The Hills star Brody Jenner has claimed that he was tased outside a Los Angeles bar after becoming involved in a fight with Girls Gone Wild mogul Joe Francis. Speaking to TMZ, the reality star alleged that he was at the Guys and Dolls nightclub with his girlfriend, Jayde Nicole, when they witnessed Francis hitting 'unrelentingly' on a woman that they knew. Jayde is reported to have thrown a drink on Francis who then became involved in a confrontation with her before security stepped in. Writing on his Twitter account, Jenner said: 'Joe Francis beat up my lady this morning for no reason! Pulled her to the ground, punched and kicked her... what does that say about him? How can you call yourself a man when you beat up a girl? Joe Francis is a piece of shit. Joe Francis needs to be in jail!'

The discovery of five young women murdered in Ipswich in 2006 is to form the basis of a new BBC1 drama. Three-part serial Five Daughters (working title) will be written by Stephen Butchard, who penned BBC2 drama House of Saddam. Made with the full co-operation of Suffolk Police and other agencies involved in the case, this factually-based drama will tell the story of the women's lives through the eyes of family members and friends, as well as following the inside story of the police investigation. It was commissioned by BBC1 controller Jay Hunt and Ben Stephenson, controller of BBC drama commissioning. Butchard said: 'These five young women, precious to their families, had heart, ambition and potential; until an event or events, one wrong turn, one chance meeting, led them into the world of heroin and crack. Their dependency on these drugs facilitated their easy exploitation and led them to the street. Our hope is that this drama provides a glimpse of the real girls their families knew, and also leads to further debate on the impact of drugs and sex industries upon every town, every city in this country… and what action is, or isn't, being taken.' Filming begins this November for broadcast in 2010. Director is Philippa Lowthorpe (The Other Boleyn Girl). Producer is Simon Lewis (My Family And Other Animals) and executive producer is Susan Hogg (Survivors, Larkrise To Candleford).

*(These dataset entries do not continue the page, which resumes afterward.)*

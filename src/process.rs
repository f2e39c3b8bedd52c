//! Blocking child-process runner for the external tools
//!
//! Spawns without a shell, waits for exit (optionally bounded by a timeout)
//! and turns launch failures, non-zero exits and timeouts into
//! [`ConvertError`]s.

use crate::error::ConvertError;
use std::ffi::OsString;
use std::io::Read;
use std::path::{Path, PathBuf};
use std::process::{Child, Command, ExitStatus, Stdio};
use std::thread;
use std::time::{Duration, Instant};

/// How often a bounded wait polls the child
const POLL_INTERVAL: Duration = Duration::from_millis(25);

/// Keep this many trailing bytes of stderr for error messages
const STDERR_TAIL_BYTES: usize = 2048;

/// A fully-specified external tool invocation
#[derive(Debug, Clone)]
pub struct ToolCommand {
    /// Human-readable tool name used in logs and errors
    pub tool: String,
    pub program: PathBuf,
    pub args: Vec<OsString>,
}

impl ToolCommand {
    pub fn new(tool: impl Into<String>, program: impl Into<PathBuf>) -> Self {
        Self {
            tool: tool.into(),
            program: program.into(),
            args: Vec::new(),
        }
    }

    pub fn arg(mut self, arg: impl Into<OsString>) -> Self {
        self.args.push(arg.into());
        self
    }

    pub fn args<I, S>(mut self, args: I) -> Self
    where
        I: IntoIterator<Item = S>,
        S: Into<OsString>,
    {
        self.args.extend(args.into_iter().map(Into::into));
        self
    }

    /// Arguments joined for logging
    pub fn display_args(&self) -> String {
        self.args
            .iter()
            .map(|a| {
                let s = a.to_string_lossy();
                if s.contains(' ') {
                    format!("\"{}\"", s)
                } else {
                    s.into_owned()
                }
            })
            .collect::<Vec<_>>()
            .join(" ")
    }

    /// Run to completion; `timeout` of `None` waits indefinitely
    pub fn run(&self, timeout: Option<Duration>) -> Result<(), ConvertError> {
        log::info!("{} {}", self.tool, self.display_args());

        let mut child = Command::new(&self.program)
            .args(&self.args)
            .stdin(Stdio::null())
            .stdout(Stdio::null())
            .stderr(Stdio::piped())
            .spawn()
            .map_err(|source| ConvertError::ToolLaunch {
                tool: self.tool.clone(),
                path: self.program.clone(),
                source,
            })?;

        let stderr = child.stderr.take();
        let drain = thread::spawn(move || {
            let mut buf = Vec::new();
            if let Some(mut pipe) = stderr {
                let _ = pipe.read_to_end(&mut buf);
            }
            buf
        });

        let status = self.wait_for(&mut child, timeout);
        let stderr = drain.join().unwrap_or_default();
        let status = status?;

        if !status.success() {
            return Err(ConvertError::ToolFailed {
                tool: self.tool.clone(),
                status,
                stderr: stderr_tail(&stderr),
            });
        }

        if !stderr.is_empty() {
            log::debug!("{} stderr: {}", self.tool, stderr_tail(&stderr));
        }
        Ok(())
    }

    fn wait_for(&self, child: &mut Child, timeout: Option<Duration>) -> Result<ExitStatus, ConvertError> {
        let wait_error = |source| ConvertError::ToolLaunch {
            tool: self.tool.clone(),
            path: self.program.clone(),
            source,
        };

        let Some(limit) = timeout else {
            return child.wait().map_err(wait_error);
        };

        let deadline = Instant::now() + limit;
        loop {
            if let Some(status) = child.try_wait().map_err(wait_error)? {
                return Ok(status);
            }
            if Instant::now() >= deadline {
                log::warn!("{} exceeded {:?}, killing it", self.tool, limit);
                let _ = child.kill();
                let _ = child.wait();
                return Err(ConvertError::ToolTimedOut {
                    tool: self.tool.clone(),
                    timeout: limit,
                });
            }
            thread::sleep(POLL_INTERVAL);
        }
    }
}

fn stderr_tail(bytes: &[u8]) -> String {
    let start = bytes.len().saturating_sub(STDERR_TAIL_BYTES);
    String::from_utf8_lossy(&bytes[start..]).trim().to_string()
}

/// Locate an executable inside a directory, adding the platform suffix
pub fn executable_in(dir: &Path, name: &str) -> PathBuf {
    dir.join(format!("{}{}", name, std::env::consts::EXE_SUFFIX))
}
impl<H: Handler> Parser<H> {
    /// Creates a new parser, ready to receive groups.
    pub fn new(handler: H) -> Self {
        Parser {
            handler,
            pi: Scalar::new(),
            pty: Scalar::new(),
            tp: Scalar::new(),
            ta: Scalar::new(),
            ms: Scalar::new(),
            ecc: Scalar::new(),
            af: AfMap::new(),
            af_follow_count: None,
            ps: Text::new(),
            rt: [Text::with_terminator(0x0D), Text::with_terminator(0x0D)],
            last_rt_flag: None,
            correction: CorrectionTable::new(),
            busy: false,
        }
    }

    /// Creates a new parser on the heap.
    ///
    /// Every buffer here is already a compile-time constant size, so this is
    /// never required to avoid a stack overflow the way it might be for the
    /// reference library's heap mode; it exists purely for callers who'd
    /// rather hold a `Box<Parser<H>>` (e.g. behind a trait object elsewhere
    /// in their program) than a bare value.
    #[cfg(feature = "alloc")]
    pub fn new_boxed(handler: H) -> alloc::boxed::Box<Self> {
        alloc::boxed::Box::new(Self::new(handler))
    }

    /// Replaces the handler, returning the previous one.
    ///
    /// Registration is forbidden while a callback is running (re-entrant
    /// use); `Err` hands the rejected `handler` back to the caller rather
    /// than dropping it.
    pub fn set_handler(&mut self, handler: H) -> Result<H, H> {
        if self.busy {
            warn!("set_handler() called re-entrantly from within a callback; ignoring");
            return Err(handler);
        }
        Ok(core::mem::replace(&mut self.handler, handler))
    }

    /// Borrows the handler mutably (e.g. to inspect state it accumulated).
    pub fn handler_mut(&mut self) -> &mut H {
        &mut self.handler
    }

    /// Resets all scalars to unknown, zeroes the AF bitmap, wipes PS/RT
    /// state, and forgets the last RT flag.
    pub fn clear(&mut self) -> bool {
        if self.busy {
            warn!("clear() called re-entrantly; ignoring");
            return false;
        }
        self.pi.clear();
        self.pty.clear();
        self.tp.clear();
        self.ta.clear();
        self.ms.clear();
        self.ecc.clear();
        self.af.clear();
        self.af_follow_count = None;
        self.ps.clear();
        self.rt[0].clear();
        self.rt[1].clear();
        self.last_rt_flag = None;
        true
    }

    /// The current admission threshold for `kind`/`role`.
    pub fn get_text_correction(&self, kind: TextKind, role: BlockRole) -> BlockError {
        self.correction.threshold(kind, role)
    }

    /// Sets the admission threshold for `kind`/`role` (clamped to
    /// [`BlockError::Large`]).
    pub fn set_text_correction(&mut self, kind: TextKind, role: BlockRole, max_error: BlockError) {
        self.correction.set_threshold(kind, role, max_error);
    }

    /// Whether `kind` renders (and dispatches) tentative characters before
    /// becoming fully available.
    pub fn get_text_progressive(&self, kind: TextKind) -> bool {
        match kind {
            TextKind::Ps => self.ps.is_progressive(),
            TextKind::Rt => self.rt[0].is_progressive(),
        }
    }

    /// Sets progressive rendering for `kind`.
    pub fn set_text_progressive(&mut self, kind: TextKind, on: bool) {
        match kind {
            TextKind::Ps => self.ps.set_progressive(on),
            TextKind::Rt => {
                self.rt[0].set_progressive(on);
                self.rt[1].set_progressive(on);
            }
        }
    }

    /// The current Programme Identification code.
    pub fn pi(&self) -> Option<u16> {
        self.pi.get()
    }

    /// The current Programme Type.
    pub fn pty(&self) -> Option<u8> {
        self.pty.get()
    }

    /// The current Traffic Programme flag.
    pub fn tp(&self) -> Option<bool> {
        self.tp.get()
    }

    /// The current Traffic Announcement flag.
    pub fn ta(&self) -> Option<bool> {
        self.ta.get()
    }

    /// The current Music/Speech flag.
    pub fn ms(&self) -> Option<bool> {
        self.ms.get()
    }

    /// The current Extended Country Code.
    pub fn ecc(&self) -> Option<u8> {
        self.ecc.get()
    }

    /// The most recently observed AF "follow" header (number of further AF
    /// codes the station announced), if any. Informational only.
    pub fn af_follow_count(&self) -> Option<u8> {
        self.af_follow_count
    }

    /// The Alternative Frequency bitmap.
    pub fn af(&self) -> &AfMap {
        &self.af
    }

    /// The reconstructed Programme Service name.
    pub fn ps(&self) -> &Text<PS_LENGTH> {
        &self.ps
    }

    /// One of the two reconstructed RadioText buffers.
    pub fn rt(&self, flag: RtFlag) -> &Text<RT_LENGTH> {
        &self.rt[flag.index()]
    }

    /// Decodes one RDS group, routing its fields and notifying the handler
    /// of every admitted change.
    ///
    /// Returns `false` if the group was rejected outright (PI or group-type
    /// block uncorrectable) or if this call was re-entrant.
    pub fn parse(&mut self, group: Group) -> bool {
        if self.busy {
            warn!("parse() called re-entrantly from within a callback; ignoring");
            return false;
        }
        if group.error_a() == BlockError::Uncorrectable || group.error_b() == BlockError::Uncorrectable {
            return false;
        }

        self.busy = true;

        if group.error_a() == BlockError::None {
            if self.pi.observe(group.pi()) {
                self.handler.on_pi(self.pi.get().unwrap());
            }
        }

        if group.error_b() == BlockError::None {
            if self.pty.observe(group.pty()) {
                self.handler.on_pty(self.pty.get().unwrap());
            }
            if self.tp.observe(group.tp()) {
                self.handler.on_tp(self.tp.get().unwrap());
            }

            match (group.group_type(), group.version()) {
                (0, _) => self.route_group0(&group),
                (1, Version::A) => self.route_group1a(&group),
                (2, Version::A) => self.route_group2a(&group),
                (2, Version::B) => self.route_group2b(&group),
                _ => {}
            }
        }

        self.busy = false;
        true
    }

    fn route_group0(&mut self, group: &Group) {
        if self.ta.observe(group.ta()) {
            self.handler.on_ta(self.ta.get().unwrap());
        }
        if self.ms.observe(group.ms()) {
            self.handler.on_ms(self.ms.get().unwrap());
        }

        if group.version() == Version::A && group.error_c() == BlockError::None {
            for byte in [group.af1(), group.af2()] {
                match af::classify(byte) {
                    AfByte::Frequency(code) => {
                        if !self.af.contains(code) && self.af.insert(code) {
                            self.handler.on_af(code);
                        }
                    }
                    AfByte::Follow(n) => self.af_follow_count = Some(n),
                    AfByte::Ignored => {}
                }
            }
        }

        if self.correction.admits(TextKind::Ps, BlockRole::Data, group.error_d()) {
            let offset = group.ps_segment() as usize * 2;
            let error = StringError::from_block_error(group.error_d());
            self.ps.observe_segment(offset, &group.ps_chars(), error);
        }
        if self.ps.poll().is_some() {
            self.handler.on_ps();
        }
    }

    fn route_group1a(&mut self, group: &Group) {
        if group.error_c() == BlockError::None {
            if let Some(ecc) = group.ecc() {
                if self.ecc.observe(ecc) {
                    self.handler.on_ecc(ecc);
                }
            }
        }
    }

    fn route_group2a(&mut self, group: &Group) {
        let data_error = core::cmp::max(group.error_c(), group.error_d());
        if self.correction.admits(TextKind::Rt, BlockRole::Data, data_error) {
            let offset = group.rt_segment() as usize * 4;
            let error = StringError::from_block_error(data_error);
            self.accept_rt_segment(group.rt_flag(), offset, &group.rt_chars_version_a(), error);
        }
    }

    fn route_group2b(&mut self, group: &Group) {
        if self.correction.admits(TextKind::Rt, BlockRole::Data, group.error_d()) {
            let offset = group.rt_segment() as usize * 2;
            let error = StringError::from_block_error(group.error_d());
            self.accept_rt_segment(group.rt_flag(), offset, &group.rt_chars_version_b(), error);
        }
    }

    fn accept_rt_segment(&mut self, flag: RtFlag, offset: usize, chars: &[u8], error: StringError) {
        if let Some(prev) = self.last_rt_flag {
            if prev == flag.other() {
                self.rt[prev.index()].clear();
            }
        }
        self.last_rt_flag = Some(flag);

        self.rt[flag.index()].observe_segment(offset, chars, error);
        if self.rt[flag.index()].poll().is_some() {
            self.handler.on_rt(flag);
        }
    }

    /// Parses a 16- or 18-hex-digit ASCII line: `AAAABBBBCCCCDDDD` plus an
    /// optional trailing error byte. Returns `false` (and leaves all state
    /// unchanged) if the line is malformed or this call was re-entrant.
    pub fn parse_string(&mut self, line: &str) -> bool {
        match hex::parse_line(line) {
            Some((blocks, errors)) => self.parse(Group::new(blocks, errors)),
            None => false,
        }
    }

    /// Like [`Parser::parse_string`], but surfaces *why* a malformed line
    /// was rejected rather than collapsing it to `false`.
    pub fn try_parse_string(&mut self, line: &str) -> Result<bool, Error> {
        match hex::parse_line(line) {
            Some((blocks, errors)) => Ok(self.parse(Group::new(blocks, errors))),
            None => Err(Error::MalformedLine),
        }
    }
}

impl Default for Parser<()> {
    fn default() -> Self {
        Parser::new(())
    }
}
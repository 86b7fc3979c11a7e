//! Observer surface notified as the parser's view of a station updates.
//!
//! Two ways to receive updates are provided, at no cost to each other:
//!
//! - [`Handler`], a trait with one default (no-op) method per field. It's
//!   generic and monomorphized -- no function pointers, no `void*`, no
//!   allocation -- and is the primary, `no_std`-friendly surface.
//! - [`Event`] plus [`FnHandler`], an adapter over [`Handler`] for callers
//!   who'd rather match on a single tagged enum than implement nine methods.
//!
//! None of these callbacks carry the new field value for PS/RT/AF; they're
//! change notifications, and the caller reads the published content back
//! through the [`crate::Parser`] accessors, matching the rest of this
//! crate's accessor-based retrieval contract.

use crate::block::RtFlag;

/// Receives notifications as [`crate::Parser`] decodes new station data.
///
/// Every method has a no-op default, so implementors only need to override
/// the fields they care about.
pub trait Handler {
    /// The Programme Identification code changed.
    fn on_pi(&mut self, _pi: u16) {}
    /// The Programme Type changed.
    fn on_pty(&mut self, _pty: u8) {}
    /// The Traffic Programme flag changed.
    fn on_tp(&mut self, _tp: bool) {}
    /// The Traffic Announcement flag changed.
    fn on_ta(&mut self, _ta: bool) {}
    /// The Music/Speech flag changed.
    fn on_ms(&mut self, _ms: bool) {}
    /// The Extended Country Code changed.
    fn on_ecc(&mut self, _ecc: u8) {}
    /// A new Alternative Frequency code was received.
    fn on_af(&mut self, _af: u8) {}
    /// The published Programme Service name changed; read it back via
    /// [`crate::Parser::ps`].
    fn on_ps(&mut self) {}
    /// The published RadioText buffer identified by `flag` changed; read it
    /// back via [`crate::Parser::rt`].
    fn on_rt(&mut self, _flag: RtFlag) {}
}

/// A no-op handler, useful when only the accessors are needed and no
/// notifications are.
impl Handler for () {}

/// A single tagged notification, for callers who'd rather match on one enum
/// than implement [`Handler`]'s nine methods.
#[derive(Debug, Copy, Clone, PartialEq, Eq)]
pub enum Event {
    /// See [`Handler::on_pi`].
    Pi(u16),
    /// See [`Handler::on_pty`].
    Pty(u8),
    /// See [`Handler::on_tp`].
    Tp(bool),
    /// See [`Handler::on_ta`].
    Ta(bool),
    /// See [`Handler::on_ms`].
    Ms(bool),
    /// See [`Handler::on_ecc`].
    Ecc(u8),
    /// See [`Handler::on_af`].
    Af(u8),
    /// See [`Handler::on_ps`].
    Ps,
    /// See [`Handler::on_rt`].
    Rt(RtFlag),
}

/// Adapts any `FnMut(Event)` closure into a [`Handler`].
pub struct FnHandler<F>(pub F)
where
    F: FnMut(Event);

impl<F> Handler for FnHandler<F>
where
    F: FnMut(Event),
{
    fn on_pi(&mut self, pi: u16) {
        (self.0)(Event::Pi(pi));
    }
    fn on_pty(&mut self, pty: u8) {
        (self.0)(Event::Pty(pty));
    }
    fn on_tp(&mut self, tp: bool) {
        (self.0)(Event::Tp(tp));
    }
    fn on_ta(&mut self, ta: bool) {
        (self.0)(Event::Ta(ta));
    }
    fn on_ms(&mut self, ms: bool) {
        (self.0)(Event::Ms(ms));
    }
    fn on_ecc(&mut self, ecc: u8) {
        (self.0)(Event::Ecc(ecc));
    }
    fn on_af(&mut self, af: u8) {
        (self.0)(Event::Af(af));
    }
    fn on_ps(&mut self) {
        (self.0)(Event::Ps);
    }
    fn on_rt(&mut self, flag: RtFlag) {
        (self.0)(Event::Rt(flag));
    }
}
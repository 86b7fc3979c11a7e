//! A decoder for the Radio Data System (RDS) sideband carried on FM
//! broadcasts.
//!
//! Feed it [`Group`]s (four 16-bit blocks plus a per-block [`BlockError`])
//! and it maintains an incrementally-updated view of the station's
//! metadata: PI, PTY, TP/TA/MS, ECC, the Alternative Frequency list, the
//! Programme Service name, and the two RadioText buffers.
//!
//! The hard part is [`text`]: RDS spreads station and RadioText names over
//! many groups, in arbitrary order, with only a soft per-block error
//! estimate rather than a verified correction, so the engine has to decide
//! *when* a character is trustworthy and *when* a buffer is coherent enough
//! to publish. See [`text::Text`] for the two-stage tentative/validated
//! confidence machine that does this.
//!
//! Everything here is synchronous, single-threaded per [`Parser`], and
//! needs no heap: every buffer (8-character PS, two 64-character RT slots,
//! 26-byte AF bitmap) is a compile-time constant size.

#![cfg_attr(not(feature = "std"), no_std)]

#[cfg(feature = "std")]
extern crate std;

#[cfg(feature = "alloc")]
extern crate alloc;

#[macro_use]
mod log;

pub mod af;
pub mod block;
pub mod correction;
pub mod dispatch;
mod hex;
pub mod parser;
pub mod scalar;
pub mod text;
mod utils;

#[cfg(feature = "unicode")]
pub mod g0;

mod error;

pub use crate::af::AfMap;
pub use crate::block::{BlockError, Group, RtFlag, Version};
pub use crate::correction::{BlockRole, TextKind};
pub use crate::dispatch::{Event, FnHandler, Handler};
pub use crate::error::Error;
pub use crate::parser::Parser;
pub use crate::text::{RenderedString, StringError, Text};

/// Number of characters in the Programme Service name.
pub const PS_LENGTH: usize = 8;

/// Number of characters in a RadioText buffer.
pub const RT_LENGTH: usize = 64;

/// Size, in bytes, of the Alternative Frequency bitmap (208 codes, 1 bit
/// each, MSB-first per byte).
pub const AF_BUFFER_LEN: usize = 26;

/// A reconstructed Programme Service name (8 characters).
pub type Ps = Text<PS_LENGTH>;

/// A reconstructed RadioText buffer (64 characters).
pub type Rt = Text<RT_LENGTH>;
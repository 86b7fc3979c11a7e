//! Per-(text, block-role) error-correction admission thresholds.
//!
//! Each reconstructed text has an "info" block (carrying the group-type
//! structure) and a "data" block (carrying the characters themselves).
//! Broadcasters vary in how aggressively they apply error correction before
//! transmission, so this decoder lets the caller configure, per text and per
//! role, the worst [`BlockError`] it is still willing to trust -- exactly
//! mirroring the two-valued `INFO`/`DATA` correction levels of the reference
//! implementation this module is modeled on.

use crate::block::BlockError;

/// Which reconstructed text a correction threshold applies to.
#[derive(Debug, Copy, Clone, PartialEq, Eq, Hash)]
pub enum TextKind {
    /// The Programme Service name.
    Ps,
    /// RadioText.
    Rt,
}

/// Which half of a group a character (or character pair) was carried in.
#[derive(Debug, Copy, Clone, PartialEq, Eq, Hash)]
pub enum BlockRole {
    /// The block carrying the group-type/addressing structure (block B).
    Info,
    /// The block(s) carrying the actual characters (PS: block D; RT version
    /// A: blocks C and D together; RT version B: block D).
    Data,
}

impl BlockRole {
    fn index(self) -> usize {
        match self {
            BlockRole::Info => 0,
            BlockRole::Data => 1,
        }
    }
}

/// The worst [`BlockError`] a reconstructed character is still admitted at,
/// per text and per block role.
///
/// Defaults to [`BlockError::None`] everywhere, matching the reference
/// library's conservative factory default: callers opt into tolerating
/// noisier blocks explicitly, per text and per role, via
/// [`CorrectionTable::set_threshold`]. The ceiling is [`BlockError::Large`]:
/// a threshold can never be relaxed to admit an [`BlockError::Uncorrectable`]
/// block, since such a block carries no trustworthy bits at all.
#[derive(Debug, Copy, Clone, PartialEq, Eq)]
pub struct CorrectionTable {
    ps: [BlockError; 2],
    rt: [BlockError; 2],
}

impl Default for CorrectionTable {
    fn default() -> Self {
        CorrectionTable {
            ps: [BlockError::None; 2],
            rt: [BlockError::None; 2],
        }
    }
}

impl CorrectionTable {
    /// Creates a table with the library default threshold
    /// ([`BlockError::None`]) for every text and block role.
    pub fn new() -> Self {
        Self::default()
    }

    /// Returns the current admission threshold for `kind`/`role`.
    pub fn threshold(&self, kind: TextKind, role: BlockRole) -> BlockError {
        let table = match kind {
            TextKind::Ps => &self.ps,
            TextKind::Rt => &self.rt,
        };
        table[role.index()]
    }

    /// Sets the admission threshold for `kind`/`role`. Values above
    /// [`BlockError::Large`] are clamped down to it, since an
    /// [`BlockError::Uncorrectable`] block must never be admitted.
    pub fn set_threshold(&mut self, kind: TextKind, role: BlockRole, max_error: BlockError) {
        let max_error = if max_error > BlockError::Large {
            BlockError::Large
        } else {
            max_error
        };
        let table = match kind {
            TextKind::Ps => &mut self.ps,
            TextKind::Rt => &mut self.rt,
        };
        table[role.index()] = max_error;
    }

    /// Whether a block with error level `observed` is admissible for
    /// `kind`/`role` under the current table.
    pub fn admits(&self, kind: TextKind, role: BlockRole, observed: BlockError) -> bool {
        observed <= self.threshold(kind, role)
    }
}
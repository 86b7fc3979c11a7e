//! The RDS "basic" (G0) character table, for turning raw RDS bytes into
//! `char`s.
//!
//! Only present under the `unicode` feature: without it, consumers treat PS
//! and RT content as opaque RDS bytes, which is all the wire format actually
//! guarantees. The G0 table is close to Latin-1 but not identical -- a
//! handful of code points in the 0x20-0x7E control/printable range and a few
//! in the upper half are reassigned by the RDS standard. This table covers
//! the differences that matter for display; everything else round-trips as
//! the identical Latin-1 code point.

/// Maps one RDS G0 byte to its `char`.
pub fn to_char(byte: u8) -> char {
    match byte {
        // RDS reassigns the currency sign slot to the generic currency
        // symbol and the circumflex slot to an overline, unlike Latin-1.
        0x24 => '\u{00A4}', // ¤ generic currency sign
        0x5E => '\u{203E}', // ‾ overline
        _ => byte as char,
    }
}

#[cfg(test)]
mod tests {
    use super::*;

    #[test]
    fn ascii_round_trips() {
        assert_eq!(to_char(b'A'), 'A');
        assert_eq!(to_char(b' '), ' ');
    }

    #[test]
    fn reassigned_code_points() {
        assert_eq!(to_char(0x24), '\u{00A4}');
        assert_eq!(to_char(0x5E), '\u{203E}');
    }
}
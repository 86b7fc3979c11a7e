use core::fmt;

/// `Debug`-formats its contents as a hexadecimal byte slice.
#[derive(Copy, Clone)]
pub struct HexSlice<T>(pub T)
where
    T: AsRef<[u8]>;

impl<T: AsRef<[u8]>> fmt::Debug for HexSlice<T> {
    fn fmt(&self, f: &mut fmt::Formatter<'_>) -> fmt::Result {
        f.write_str("[")?;
        for (i, byte) in self.0.as_ref().iter().enumerate() {
            if i != 0 {
                f.write_str(", ")?;
            }
            write!(f, "{:02x}", byte)?;
        }
        f.write_str("]")
    }
}

impl<T: AsRef<[u8]>> AsRef<T> for HexSlice<T> {
    fn as_ref(&self) -> &T {
        &self.0
    }
}

/// `Debug`-formats its contents in hexadecimal.
#[derive(Copy, Clone)]
pub struct Hex<T>(pub T)
where
    T: fmt::LowerHex;

impl<T: fmt::LowerHex> fmt::Debug for Hex<T> {
    fn fmt(&self, f: &mut fmt::Formatter<'_>) -> fmt::Result {
        write!(f, "{:#x}", self.0)
    }
}
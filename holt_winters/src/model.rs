//! Shared model interface
//!
//! Every smoothing variant keeps the same observation bookkeeping and exposes
//! the same read/update surface through [`Forecaster`]. Only the update
//! recurrence and the forecast formula differ per variant.

use crate::{Result, SmoothingError};
use serde::{Deserialize, Serialize};
use std::fmt;
use std::num::NonZeroUsize;

/// Which smoothing components a model carries
#[derive(Debug, Clone, Copy, PartialEq, Eq, Hash, Serialize, Deserialize)]
pub enum Variant {
    /// Level only
    Simple = 1,
    /// Level and trend
    Double = 2,
    /// Level, trend and seasonality
    Triple = 3,
}

impl Variant {
    /// Number of observations needed before `forecast` returns a value
    pub fn warm_up(&self) -> usize {
        match self {
            Variant::Simple => 2,
            Variant::Double | Variant::Triple => 3,
        }
    }
}

impl fmt::Display for Variant {
    fn fmt(&self, f: &mut fmt::Formatter<'_>) -> fmt::Result {
        let name = match self {
            Variant::Simple => "simple",
            Variant::Double => "double",
            Variant::Triple => "triple",
        };
        f.write_str(name)
    }
}

/// Observation bookkeeping common to all variants
///
/// `last_forecast` is the one-step forecast that was available right before
/// `last_value` was incorporated, so the two can be compared after the update.
#[derive(Debug, Clone, Default, PartialEq)]
pub struct Observations {
    num_seen: usize,
    last_value: Option<f64>,
    last_forecast: Option<f64>,
}

impl Observations {
    pub fn new() -> Self {
        Self::default()
    }

    /// Number of values incorporated so far
    pub fn num_seen(&self) -> usize {
        self.num_seen
    }

    /// Most recently added raw value
    pub fn last_value(&self) -> Option<f64> {
        self.last_value
    }

    /// Forecast that was made for the most recent value before it was seen
    pub fn last_forecast(&self) -> Option<f64> {
        self.last_forecast
    }

    /// Absolute error of the forecast made for the most recent value
    pub fn deviation(&self) -> Option<f64> {
        match (self.last_value, self.last_forecast) {
            (Some(value), Some(forecast)) => Some((value - forecast).abs()),
            _ => None,
        }
    }

    /// Stores a new value together with the forecast made for it.
    /// Must run before the variant's recurrence mutates its state.
    pub(crate) fn record(&mut self, value: f64, forecast: Option<f64>) {
        self.last_forecast = forecast;
        self.last_value = Some(value);
    }

    /// Marks the current value as incorporated
    pub(crate) fn advance(&mut self) {
        self.num_seen += 1;
    }
}

/// Common interface of the smoothing variants
pub trait Forecaster {
    /// Variant tag of this model
    fn variant(&self) -> Variant;

    /// Level smoothing constant
    fn alpha(&self) -> f64;

    /// Observation bookkeeping of this model
    fn observations(&self) -> &Observations;

    /// Incorporates the next value of the series.
    ///
    /// Never fails. Non-finite values propagate into the model state.
    fn add_next_value(&mut self, value: f64);

    /// Forecast `h` steps past the most recent value, or `None` during warm-up
    fn forecast_at(&self, h: NonZeroUsize) -> Option<f64>;

    /// Forecast `h` steps past the most recent value.
    ///
    /// Returns `Ok(None)` while the model is still warming up and
    /// [`SmoothingError::InvalidHorizon`] when `h` is zero.
    fn forecast(&self, h: usize) -> Result<Option<f64>> {
        let horizon = NonZeroUsize::new(h).ok_or(SmoothingError::InvalidHorizon(h))?;
        Ok(self.forecast_at(horizon))
    }

    /// `|last value - forecast made for it|`, if both exist
    fn deviation(&self) -> Option<f64> {
        self.observations().deviation()
    }

    fn num_seen(&self) -> usize {
        self.observations().num_seen()
    }

    fn last_value(&self) -> Option<f64> {
        self.observations().last_value()
    }

    fn last_forecast(&self) -> Option<f64> {
        self.observations().last_forecast()
    }

    /// Whether enough values have been seen for `forecast` to return a value
    fn is_warmed_up(&self) -> bool {
        self.num_seen() >= self.variant().warm_up()
    }
}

ITV director of drama, Laura Mackie, has defended the decision to move long-running police show The Bill to 9pm, saying that the show's new format will need time to bed in. Speaking to Broadcast, Mackie said that she 'would have liked to get more' viewers watching the show but that, overall, she was satisfied with how the programme was rating. Since being moved to a 9pm slot, The Bill has been averaging less than the slot average and viewing figures over the last three weeks have been some of the lowest for the series in many years. As an 8pm show, it was regularly pulling audiences of around five million, but after debuting in the new time slot with four and a half million, that figure this week dropped to just over three million last week. Mackie said: 'The team on the programme is still making the transition from 8pm to 9pm. In an ideal world, we would have stopped production for six months and had the time to make all the changes necessary. To have made the leap without stopping production at all is a huge achievement by [producers] Talkback Thames. These changes always take time, but we are absolutely in this for the long game. The Bill had some very stiff competition from launch – none of us were expecting it would have to go against New Tricks. But it did dent [New Tricks'] ratings and we think over the autumn The Bill will move from strength to strength.'

BBC3 has lined up Mock The Week's Russell Howard to host a younger-skewing take on Charlie Brooker's Newswipe, in a bid to boost the channel's coverage of current affairs. The nine-part series, Russell Howard's Good News, was ordered by BBC3 controller Danny Cohen as one of three new shows for the channel, which also includes a drama about lesbians and a full series of pilot comedy Mouth To Mouth. According to the BBC, Howard 'will offer his unique perspective on the big stories dominating all of our news outlets, from online and print to broadcast, as well as picking up on those sometimes overlooked things that make him smile.' I like Russell's comedy a lot so I'm quite looking forward to that one. The series, which is set to air this autumn, will be will be produced by Avalon in front of a live studio audience and comprises a seven-week run, followed by a best-of and a Christmas special much in the same style as Mock The Week. It follows an edict from the BBC Trust to boost levels of news and current affairs on BBC3, despite the historically poor performance of straight forward news bulletins for the channel. The new show will sit alongside a six episode drama about 'the sex lives and love affairs' of a group of twentysomething lesbians living in Glasgow. Get your standard complaint forms from the Daily Mail as soon as they've got the photocopier working again. Lip Service, which has yet to be cast, was penned by Harriet Braun, who also worked on the first series of Mistresses and co-created Attachments. It will be produced by Kudos Film and Television in Glasgow later this year. Braun said: 'Based on my own experiences and those of my friends, I wanted to write a sexy, funny and irreverent drama that reflects what it is to be a young gay woman living in Britain today. I loved The L Word but it's high time we saw some contemporary British lesbians, with all the bad weather, trips to the pub and repressed emotions that go with that. It will be as funny as it is pathos filled, because in my experience that's how life is.' Polly Williams (Hotel Babylon, Holby City) will produce the series and Derek Wax (Occupation) is the executive producer for Kudos. Matthew Read (Fiona's Story, Wallander) is the executive producer for BBC Scotland.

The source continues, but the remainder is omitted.